If I were to make a list, I think I would go with.

1. Productive power must be able to be divorced from ownership of land area. e.g there must be a difference between a field and a factory, if you cannot build a factory (something that allows you to use capital to create more productive capability where it did not previously exist) then I don't think you can have capitalism because your options for growth are more limited to controlling more land, of which there is a finite amount and which historically has been difficult to efficiently administrate over wide areas prior to the invention of the things that let you also build factories. Productive capacity and the power it confers is more zero-sum in that case, as it is harder to build than it is to take a share of it from someone else.

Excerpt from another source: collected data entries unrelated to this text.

//! Actor wrapper that owns a [`Workspace`] on a single task.
//!
//! HTTP handlers never touch workspace state directly. They send a closure to
//! the actor over an mpsc channel and await its result on a oneshot, so every
//! mutation is serialised without locks. Timer expirations from the
//! [`TokioScheduler`] are fed into the same loop.

use std::sync::Arc;

use rand::SeedableRng;
use rand::rngs::StdRng;
use tokio::sync::{broadcast, mpsc, oneshot};

use super::{Workspace, WorkspaceSettings};
use crate::events::WorkspaceEvent;
use crate::prefs::PreferenceStore;
use crate::scheduler::{Fired, TokioScheduler};

/// Queued commands before senders wait.
const JOB_CAPACITY: usize = 64;

type Job = Box<dyn FnOnce(&mut Workspace) + Send>;

/// Errors from talking to the workspace actor.
#[derive(Debug, Clone, PartialEq, Eq, thiserror::Error)]
pub enum WorkspaceError {
    /// The actor task has stopped.
    #[error("workspace actor is no longer running")]
    Closed,
}

/// Cloneable handle to a running workspace actor.
#[derive(Debug, Clone)]
pub struct WorkspaceHandle {
    jobs: mpsc::Sender<Job>,
    events: broadcast::Sender<WorkspaceEvent>,
}

impl WorkspaceHandle {
    /// Run `f` against the workspace and return its result.
    pub async fn with<F, R>(&self, f: F) -> Result<R, WorkspaceError>
    where
        F: FnOnce(&mut Workspace) -> R + Send + 'static,
        R: Send + 'static,
    {
        let (tx, rx) = oneshot::channel();
        let job: Job = Box::new(move |workspace| {
            let _ = tx.send(f(workspace));
        });
        self.jobs
            .send(job)
            .await
            .map_err(|_| WorkspaceError::Closed)?;
        rx.await.map_err(|_| WorkspaceError::Closed)
    }

    /// Subscribe to workspace change events.
    #[must_use]
    pub fn subscribe(&self) -> broadcast::Receiver<WorkspaceEvent> {
        self.events.subscribe()
    }
}

/// Build a workspace on a tokio-backed scheduler and spawn its actor task.
///
/// The task stops once every [`WorkspaceHandle`] has been dropped; dropping
/// the workspace cancels its pending timers and releases any drag.
pub fn spawn_workspace(
    settings: WorkspaceSettings,
    prefs: Arc<dyn PreferenceStore>,
) -> WorkspaceHandle {
    let (scheduler, fired) = TokioScheduler::new();
    let workspace = Workspace::new(
        settings,
        prefs,
        Arc::new(scheduler),
        StdRng::from_entropy(),
    );
    let events = workspace.events();
    let (jobs, rx) = mpsc::channel(JOB_CAPACITY);

    tokio::spawn(run(workspace, rx, fired));

    WorkspaceHandle { jobs, events }
}

async fn run(
    mut workspace: Workspace,
    mut jobs: mpsc::Receiver<Job>,
    mut fired: mpsc::UnboundedReceiver<Fired>,
) {
    tracing::debug!("Workspace actor started");
    loop {
        tokio::select! {
            job = jobs.recv() => match job {
                Some(job) => job(&mut workspace),
                None => break,
            },
            Some(timer) = fired.recv() => {
                workspace.on_timer(timer);
            }
        }
    }
    tracing::debug!("Workspace actor stopped");
}

#[cfg(test)]
mod tests {
    use super::*;
    use crate::prefs::MemoryPrefs;
    use std::time::Duration;
    use url::Url;

    fn handle() -> WorkspaceHandle {
        let settings = WorkspaceSettings::new(Url::parse("http://127.0.0.1:3000").unwrap());
        spawn_workspace(settings, Arc::new(MemoryPrefs::new()))
    }

    #[tokio::test]
    async fn test_with_returns_closure_result() {
        let workspace = handle();
        let theme = workspace.with(|ws| ws.toggle_theme(None)).await.unwrap();
        assert_eq!(theme, crate::prefs::Theme::Light);

        let snapshot = workspace.with(|ws| ws.snapshot()).await.unwrap();
        assert_eq!(snapshot.theme, crate::prefs::Theme::Light);
        assert_eq!(snapshot.messages.len(), 1);
    }

    #[tokio::test(start_paused = true)]
    async fn test_reply_arrives_through_timer_loop() {
        let workspace = handle();
        let mut events = workspace.subscribe();

        workspace
            .with(|ws| ws.send_message("check mobile layout"))
            .await
            .unwrap()
            .unwrap();

        tokio::time::sleep(Duration::from_millis(1600)).await;

        let mut names = Vec::new();
        while let Ok(event) = events.try_recv() {
            names.push(event.event_name());
        }
        assert_eq!(names, vec!["message", "typing", "message", "typing"]);

        let snapshot = workspace.with(|ws| ws.snapshot()).await.unwrap();
        assert_eq!(snapshot.messages.len(), 3);
        assert!(!snapshot.typing);
    }

    #[tokio::test(start_paused = true)]
    async fn test_preview_timeout_fires_once() {
        let workspace = handle();
        workspace
            .with(|ws| ws.submit_url("example.com"))
            .await
            .unwrap()
            .unwrap();

        tokio::time::sleep(Duration::from_secs(11)).await;
        let preview = workspace.with(|ws| ws.snapshot().preview).await.unwrap();
        assert!(!preview.is_loading);
        assert_eq!(
            preview.load_error.as_deref(),
            Some(crate::preview::LOAD_TIMED_OUT_MESSAGE)
        );
    }
}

2. There must be a practical monopoly of force to guarantee the right of ownership of capital. e.g you can't have capitalism without a state, because the state (or something that functions as the state, being a monopoly of force that can empower or disempower people across a sufficiently large geographic area) is what provides the legal basis for ownership. An owner of a factory cannot own things unless he can call the cops to enforce ownership, or his own private security force perhaps but generally those also operate with the blessing of the state in one form or another. Basically there must be some extremely powerful system, ultimately backed by force, that affords the capitalist his power.

Basically if people can own things, and owning things can allow you to own more things at a sufficiently rapid rate, then you have the conditions for ownership of productive capacity to become the dominant political force in the world quite quickly.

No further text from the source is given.